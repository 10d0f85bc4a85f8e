// PoC 2: Minimal ECS + Determinism
//
// Goals:
// - Spawn entities with Position + Velocity components
// - Fixed 60Hz physics system
// - Render triangles at entity positions
// - Record inputs and prove deterministic replay
//
// Success Criteria:
// - 100 moving triangles at 60 FPS
// - Same inputs → same positions after 1000 frames
// - Visual confirmation of replay matching original

use latch_core::ecs::World;
use latch_core::time::{SimulationTime, InputRecorder, TickInput, TICK_DURATION_SECS};
use latch_core::spawn;

use winit::{
    application::ApplicationHandler,
    event::{ElementState, MouseButton, WindowEvent},
    event_loop::{ActiveEventLoop, ControlFlow, EventLoop},
    window::{Window, WindowId},
};

use wgpu;
use std::sync::Arc;

// ============================================================================
// Components
// ============================================================================

#[derive(Clone, Copy, Debug)]
struct Position {
    x: f32,
    y: f32,
}

#[derive(Clone, Copy, Debug)]
struct Velocity {
    x: f32,
    y: f32,
}

#[derive(Clone, Copy, Debug)]
struct Color {
    r: f32,
    g: f32,
    b: f32,
}

// ============================================================================
// Systems
// ============================================================================

fn physics_system(world: &mut World, dt: f32) {
    // Apply velocity to position (collect first to avoid borrow checker issues)
    let updates: Vec<_> = world
        .query2::<Position, Velocity>()
        .map(|(e, p, v)| {
            let mut new_x = p.x + v.x * dt;
            let mut new_y = p.y + v.y * dt;
            
            // Calculate bounce
            let mut bounce_x = false;
            let mut bounce_y = false;
            
            if new_x < -1.0 || new_x > 1.0 {
                bounce_x = true;
                new_x = new_x.clamp(-1.0, 1.0);
            }
            if new_y < -1.0 || new_y > 1.0 {
                bounce_y = true;
                new_y = new_y.clamp(-1.0, 1.0);
            }
            
            (e, new_x, new_y, bounce_x, bounce_y)
        })
        .collect();
    
    // Apply updates
    for (entity, new_x, new_y, bounce_x, bounce_y) in updates {
        if let Some(pos) = world.get_component_mut::<Position>(entity) {
            pos.x = new_x;
            pos.y = new_y;
        }
        
        if bounce_x || bounce_y {
            if let Some(vel) = world.get_component_mut::<Velocity>(entity) {
                if bounce_x {
                    vel.x = -vel.x;
                }
                if bounce_y {
                    vel.y = -vel.y;
                }
            }
        }
    }
}
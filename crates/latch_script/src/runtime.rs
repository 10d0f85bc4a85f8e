//! Script runtime management

use rquickjs::{Context, Runtime};
use std::path::Path;

/// Script execution context
pub struct ScriptContext {
    #[allow(dead_code)] // Kept alive for context lifetime
    runtime: Runtime,
    context: Context,
}

impl ScriptContext {
    pub fn new() -> Result<Self, Box<dyn std::error::Error>> {
        let runtime = Runtime::new()?;
        let context = Context::full(&runtime)?;

        Ok(Self { runtime, context })
    }

    pub fn execute_file(&self, path: &Path) -> Result<(), Box<dyn std::error::Error>> {
        let source = std::fs::read_to_string(path)?;
        self.execute(&source)?;
        Ok(())
    }

    pub fn execute(&self, source: &str) -> Result<(), Box<dyn std::error::Error>> {
        self.context.with(|ctx| {
            ctx.eval::<(), _>(source)?;
            Ok::<_, rquickjs::Error>(())
        })?;
        Ok(())
    }
}
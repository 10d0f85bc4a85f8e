//! The graph interpreter (§4.6): node tree, evaluator, and graph runner.

mod eval;
mod graph;
mod node;

pub use eval::{evaluate, EvalContext};
pub use graph::{run_graph, Graph};
pub use node::{AttributeRef, Node};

-*-

» Work instructions
Lines containing the string "positions": report how many there are in the material above, and nothing more.

» Answer box
2